18097.fb2 Корни и побеги (Изгой). Роман. Книга 3 - читать онлайн бесплатно полную версию книги . Страница 63

Корни и побеги (Изгой). Роман. Книга 3 - читать онлайн бесплатно полную версию книги . Страница 63

Владимир, сгорбившись, молчал, бесцельно помешивая ложечкой давно остывший чай, не зная, что сказать, как и какими словами утишить неожиданный удар.

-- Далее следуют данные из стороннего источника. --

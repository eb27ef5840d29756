//! OpenAI-compatible provider
//!
//! Chat completions against any OpenAI-compatible endpoint (OpenAI,
//! OpenRouter, local gateways), with ordered model fallback.

pub mod client;
pub mod generation;
pub mod types;

pub use client::OpenAIClient;
pub use generation::OpenAIGenerationProvider;
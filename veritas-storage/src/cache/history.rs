//! Read-through history cache.
//!
//! Holds the most recent messages per (author, scope) and per scope.
//! Sequences are capped (oldest dropped first) and the key set itself is an
//! LRU. A read the cache cannot fully answer falls through to the store and
//! repopulates the sequence.

use super::bounded::BoundedLruCache;
use super::stats::CacheStats;
use crate::store::{MessageFilter, MessageStore, StorageResult};
use std::collections::VecDeque;
use tracing::debug;
use veritas_core::{CacheSettings, MessageRecord, Snowflake};

/// Partition key for cached history.
#[derive(Debug, Clone, Copy, PartialEq, Eq, Hash)]
pub enum HistoryKey {
    Author { author_id: Snowflake, scope_id: Snowflake },
    Scope { scope_id: Snowflake },
}

impl HistoryKey {
    fn filter(&self) -> MessageFilter {
        match *self {
            Self::Author { author_id, scope_id } => MessageFilter::author(author_id, scope_id),
            Self::Scope { scope_id } => MessageFilter::scope(scope_id),
        }
    }
}

#[derive(Debug, Clone, Default)]
struct HistorySequence {
    /// Oldest at the front, newest at the back.
    messages: VecDeque<MessageRecord>,
    /// True when the store held no more than what is cached at load time,
    /// so a short sequence is still a complete answer.
    exhaustive: bool,
}

impl HistorySequence {
    fn push(&mut self, record: MessageRecord, cap: usize) {
        if self.messages.iter().rev().any(|m| m.id == record.id) {
            return;
        }
        self.messages.push_back(record);
        while self.messages.len() > cap {
            self.messages.pop_front();
            self.exhaustive = false;
        }
    }

    fn can_serve(&self, limit: usize) -> bool {
        self.exhaustive || self.messages.len() >= limit
    }

    fn newest_first(&self, limit: usize) -> Vec<MessageRecord> {
        self.messages.iter().rev().take(limit).cloned().collect()
    }
}

/// Tiered history cache in front of a `MessageStore`.
pub struct HistoryCache {
    sequences: BoundedLruCache<HistoryKey, HistorySequence>,
    author_len: usize,
    scope_len: usize,
}

impl HistoryCache {
    pub fn new(settings: &CacheSettings) -> Self {
        Self {
            sequences: BoundedLruCache::new("history", settings.history_max_keys),
            author_len: settings.author_history_len.max(1),
            scope_len: settings.scope_history_len.max(1),
        }
    }

    fn cap_for(&self, key: &HistoryKey) -> usize {
        match key {
            HistoryKey::Author { .. } => self.author_len,
            HistoryKey::Scope { .. } => self.scope_len,
        }
    }

    /// Record a message that has already been written to the store.
    ///
    /// Only sequences already loaded are extended; an absent key stays
    /// absent so the next read loads it from the store in full.
    pub fn record(&self, record: &MessageRecord) {
        let keys = [
            HistoryKey::Author {
                author_id: record.author_id,
                scope_id: record.scope_id,
            },
            HistoryKey::Scope {
                scope_id: record.scope_id,
            },
        ];
        for key in keys {
            let cap = self.cap_for(&key);
            self.sequences
                .update(&key, |seq| seq.push(record.clone(), cap));
        }
    }

    /// Most recent messages by `author_id` in `scope_id`, newest first.
    pub async fn author_history(
        &self,
        store: &dyn MessageStore,
        author_id: Snowflake,
        scope_id: Snowflake,
        limit: usize,
    ) -> StorageResult<Vec<MessageRecord>> {
        self.read(store, HistoryKey::Author { author_id, scope_id }, limit)
            .await
    }

    /// Most recent messages in `scope_id`, newest first.
    pub async fn scope_history(
        &self,
        store: &dyn MessageStore,
        scope_id: Snowflake,
        limit: usize,
    ) -> StorageResult<Vec<MessageRecord>> {
        self.read(store, HistoryKey::Scope { scope_id }, limit).await
    }

    async fn read(
        &self,
        store: &dyn MessageStore,
        key: HistoryKey,
        limit: usize,
    ) -> StorageResult<Vec<MessageRecord>> {
        let cap = self.cap_for(&key);

        if limit <= cap {
            if let Some(seq) = self.sequences.get(&key) {
                if seq.can_serve(limit) {
                    return Ok(seq.newest_first(limit));
                }
            }
        }

        let fetch = limit.max(cap);
        let loaded = store.find_recent(&key.filter(), fetch).await?;
        debug!(?key, fetched = loaded.len(), "history cache fill from store");

        let mut seq = HistorySequence {
            messages: VecDeque::with_capacity(cap),
            exhaustive: loaded.len() < fetch,
        };
        for record in loaded.iter().take(cap).rev() {
            seq.messages.push_back(record.clone());
        }
        if loaded.len() > cap {
            seq.exhaustive = false;
        }
        self.sequences.put(key, seq);

        Ok(loaded.into_iter().take(limit).collect())
    }

    /// Drop cached history for an author in a scope and for the scope itself.
    pub fn invalidate(&self, author_id: Snowflake, scope_id: Snowflake) {
        self.sequences
            .remove(&HistoryKey::Author { author_id, scope_id });
        self.sequences.remove(&HistoryKey::Scope { scope_id });
    }

    pub fn len(&self) -> usize {
        self.sequences.len()
    }

    pub fn is_empty(&self) -> bool {
        self.sequences.is_empty()
    }

    pub fn stats(&self) -> CacheStats {
        self.sequences.stats()
    }
}

impl std::fmt::Debug for HistoryCache {
    fn fmt(&self, f: &mut std::fmt::Formatter<'_>) -> std::fmt::Result {
        f.debug_struct("HistoryCache")
            .field("keys", &self.len())
            .field("author_len", &self.author_len)
            .field("scope_len", &self.scope_len)
            .finish()
    }
}
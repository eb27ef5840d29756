//! Cache statistics.

use serde::Serialize;
use std::sync::atomic::{AtomicU64, Ordering};

/// Snapshot of cache usage.
#[derive(Debug, Clone, Default, PartialEq, Eq, Serialize)]
pub struct CacheStats {
    /// Number of cache hits.
    pub hits: u64,
    /// Number of cache misses (including expired entries).
    pub misses: u64,
    /// Number of entries currently in cache.
    pub entry_count: u64,
    /// Number of evictions due to capacity.
    pub evictions: u64,
    /// Number of entries removed because their TTL elapsed.
    pub expirations: u64,
}

impl CacheStats {
    /// Calculate the hit rate (0.0 to 1.0).
    pub fn hit_rate(&self) -> f64 {
        let total = self.hits + self.misses;
        if total == 0 {
            0.0
        } else {
            self.hits as f64 / total as f64
        }
    }
}

/// Lock-free counters shared by the cache implementations.
#[derive(Debug, Default)]
pub(crate) struct CacheCounters {
    hits: AtomicU64,
    misses: AtomicU64,
    evictions: AtomicU64,
    expirations: AtomicU64,
}

impl CacheCounters {
    pub(crate) fn hit(&self) {
        self.hits.fetch_add(1, Ordering::Relaxed);
    }

    pub(crate) fn miss(&self) {
        self.misses.fetch_add(1, Ordering::Relaxed);
    }

    pub(crate) fn evicted(&self, n: usize) {
        self.evictions.fetch_add(n as u64, Ordering::Relaxed);
    }

    pub(crate) fn expired(&self, n: usize) {
        self.expirations.fetch_add(n as u64, Ordering::Relaxed);
    }

    pub(crate) fn snapshot(&self, entry_count: usize) -> CacheStats {
        CacheStats {
            hits: self.hits.load(Ordering::Relaxed),
            misses: self.misses.load(Ordering::Relaxed),
            entry_count: entry_count as u64,
            evictions: self.evictions.load(Ordering::Relaxed),
            expirations: self.expirations.load(Ordering::Relaxed),
        }
    }
}
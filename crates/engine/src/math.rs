//! Shared numeric primitives for the evaluation core
//!
//! Population statistics (divide by N), a NaN-safe clamp, and the
//! Abramowitz–Stegun rational approximations for erf / the normal CDF used
//! by the A/B significance test.

/// Arithmetic mean; 0.0 for an empty slice.
pub fn mean(values: &[f64]) -> f64 {
    if values.is_empty() {
        return 0.0;
    }
    values.iter().sum::<f64>() / values.len() as f64
}

/// Population standard deviation (divide by N); 0.0 for an empty slice.
pub fn std_dev(values: &[f64]) -> f64 {
    if values.is_empty() {
        return 0.0;
    }
    let m = mean(values);
    let variance = values.iter().map(|v| (v - m).powi(2)).sum::<f64>() / values.len() as f64;
    variance.sqrt()
}

/// Clamp `value` into `[min, max]`. NaN resolves to `min`, +∞ to `max`.
///
/// `f64::clamp` propagates NaN, which is not acceptable for threshold
/// inputs fed from upstream JSON.
pub fn clamp(value: f64, min: f64, max: f64) -> f64 {
    value.max(min).min(max)
}

/// Error function via Abramowitz & Stegun 7.1.26 (max error ~1.5e-7).
pub fn erf(x: f64) -> f64 {
    const A1: f64 = 0.254829592;
    const A2: f64 = -0.284496736;
    const A3: f64 = 1.421413741;
    const A4: f64 = -1.453152027;
    const A5: f64 = 1.061405429;
    const P: f64 = 0.3275911;

    let sign = if x < 0.0 { -1.0 } else { 1.0 };
    let x = x.abs();

    let t = 1.0 / (1.0 + P * x);
    let y = 1.0 - (((((A5 * t + A4) * t) + A3) * t + A2) * t + A1) * t * (-x * x).exp();

    sign * y
}

/// Standard normal CDF, Φ(x) = (1 + erf(x/√2)) / 2.
pub fn normal_cdf(x: f64) -> f64 {
    0.5 * (1.0 + erf(x / std::f64::consts::SQRT_2))
}
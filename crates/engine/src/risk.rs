//! Stop-loss and take-profit calculators
//!
//! Three independent exit calculators: a volatility-scaled hard stop, a
//! ratcheting trailing stop whose state the caller owns and re-supplies
//! each tick, and a take-profit target that decays toward its floor as the
//! 15-minute window ages.

use serde::{Deserialize, Serialize};

use crate::math::clamp;
use crate::types::Side;

// ---------------------------------------------------------------------------
// Volatility stop
// ---------------------------------------------------------------------------

/// Volatility-based stop-loss parameters
#[derive(Debug, Clone, Copy, Serialize, Deserialize)]
pub struct VolatilityStopConfig {
    pub enabled: bool,
    /// Stop distance as a multiple of 15-minute realized volatility
    pub multiplier: f64,
    pub min_stop_percent: f64,
    pub max_stop_percent: f64,
}

impl Default for VolatilityStopConfig {
    fn default() -> Self {
        Self {
            enabled: true,
            multiplier: 1.5,
            min_stop_percent: 0.005,
            max_stop_percent: 0.03,
        }
    }
}

#[derive(Debug, Clone, Copy, PartialEq, Eq, Serialize, Deserialize)]
#[serde(rename_all = "snake_case")]
pub enum StopReason {
    InvalidEntryPrice,
    VolatilityStopDisabled,
    VolatilityStop,
}

#[derive(Debug, Clone, Copy, Serialize, Deserialize)]
pub struct VolatilityStopResult {
    pub stop_price: f64,
    pub stop_percent: f64,
    pub reason: StopReason,
}

/// Stop level scaled by realized volatility. UP stops below entry, DOWN
/// stops above.
pub fn calculate_volatility_stop(
    entry_price: f64,
    side: Side,
    volatility_15m: f64,
    config: &VolatilityStopConfig,
) -> VolatilityStopResult {
    if !entry_price.is_finite() || entry_price <= 0.0 {
        return VolatilityStopResult {
            stop_price: 0.0,
            stop_percent: 0.0,
            reason: StopReason::InvalidEntryPrice,
        };
    }
    if !config.enabled {
        return VolatilityStopResult {
            stop_price: 0.0,
            stop_percent: 0.0,
            reason: StopReason::VolatilityStopDisabled,
        };
    }

    // NaN volatility resolves to the minimum stop via the clamp.
    let stop_percent = clamp(
        volatility_15m * config.multiplier,
        config.min_stop_percent,
        config.max_stop_percent.max(config.min_stop_percent),
    );
    let stop_price = match side {
        Side::Up => entry_price - entry_price * stop_percent,
        Side::Down => entry_price + entry_price * stop_percent,
    };

    VolatilityStopResult {
        stop_price,
        stop_percent,
        reason: StopReason::VolatilityStop,
    }
}

// ---------------------------------------------------------------------------
// Trailing stop
// ---------------------------------------------------------------------------

/// Trailing-stop state, owned by the caller and re-supplied each tick.
#[derive(Debug, Clone, Copy, PartialEq, Serialize, Deserialize)]
pub struct TrailingStopState {
    pub entry_price: f64,
    pub side: Side,
    pub highest_price: f64,
    pub lowest_price: f64,
    pub trailing_percent: f64,
    pub activated: bool,
    pub activation_percent: f64,
}

impl TrailingStopState {
    pub fn new(entry_price: f64, side: Side, trailing_percent: f64, activation_percent: f64) -> Self {
        Self {
            entry_price,
            side,
            highest_price: entry_price,
            lowest_price: entry_price,
            trailing_percent,
            activated: false,
            activation_percent,
        }
    }
}

/// Advance the trailing stop by one price tick. Returns the current stop
/// level once the move has cleared the activation threshold; the latch
/// never deactivates. An invalid price leaves the state untouched.
pub fn update_trailing_stop(state: &mut TrailingStopState, current_price: f64) -> Option<f64> {
    if !current_price.is_finite() || current_price <= 0.0 {
        return None;
    }

    if current_price > state.highest_price {
        state.highest_price = current_price;
    }
    if current_price < state.lowest_price {
        state.lowest_price = current_price;
    }

    if !state.activated {
        state.activated = match state.side {
            Side::Up => current_price >= state.entry_price * (1.0 + state.activation_percent),
            Side::Down => current_price <= state.entry_price * (1.0 - state.activation_percent),
        };
    }
    if !state.activated {
        return None;
    }

    let trailing = state.trailing_percent.max(0.0);
    Some(match state.side {
        Side::Up => state.highest_price * (1.0 - trailing),
        Side::Down => state.lowest_price * (1.0 + trailing),
    })
}

// ---------------------------------------------------------------------------
// Take profit
// ---------------------------------------------------------------------------

/// Time-decaying take-profit parameters. The target tightens as the
/// window ages, down to `min_profit_percent`.
#[derive(Debug, Clone, Copy, Serialize, Deserialize)]
pub struct TakeProfitConfig {
    pub enabled: bool,
    pub base_profit_percent: f64,
    pub min_profit_percent: f64,
    /// Profit-percent decay per elapsed minute
    pub decay_rate: f64,
}

impl Default for TakeProfitConfig {
    fn default() -> Self {
        Self {
            enabled: true,
            base_profit_percent: 0.04,
            min_profit_percent: 0.01,
            decay_rate: 0.002,
        }
    }
}

/// Take-profit target for a position `minutes_elapsed` into its window.
/// None when disabled or the entry price is invalid.
pub fn calculate_take_profit(
    entry_price: f64,
    side: Side,
    minutes_elapsed: f64,
    config: &TakeProfitConfig,
) -> Option<f64> {
    if !config.enabled || !entry_price.is_finite() || entry_price <= 0.0 {
        return None;
    }

    let elapsed = if minutes_elapsed.is_finite() {
        minutes_elapsed.max(0.0)
    } else {
        0.0
    };
    let decay_rate = config.decay_rate.max(0.0);
    let profit_percent =
        (config.base_profit_percent - elapsed * decay_rate).max(config.min_profit_percent);

    Some(match side {
        Side::Up => entry_price * (1.0 + profit_percent),
        Side::Down => entry_price * (1.0 - profit_percent),
    })
}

- Как вы думаете, за что? Неужели за кружок? Воньковский успел?

- Исключено, - Сергей Иванович сжал губы до белизны, сузил озлобившиеся глаза. – Скорее всего, кто-то из кружковцев по злобе, в отместку за что-то накропал донос. Не зря они как нашкодившие щенки враз разбежались.

Оба снова затихли, не веря случившемуся и не зная, что предпринять.

- Что будем делать? – с трудом выдавил из себя никчемный вопрос Владимир.

- Тебе ничего не надо делать, твоё дело – сторона, - быстро и жёстко, почти грубо, как о заранее продуманном, ответил комиссар, приняв, как и полагается старшему и опытному, инициативу на себя. – И не возражай! – повысил он голос. – Поезжай в свою командировку, а я здесь начну наводить справки. Веру, к сожалению, придётся привлечь как жену. – Сергей Иванович положил свою задубелую надёжную ладонь на руку Владимира. – Тебе нельзя не ехать.

Владимир и сам понимал, что в специфической русской разборке от него, чужака, тщательно оберегающего свою легенду, мало толку, но уехать, бросив друга в беде, в неизвестности, было тяжело и стыдно.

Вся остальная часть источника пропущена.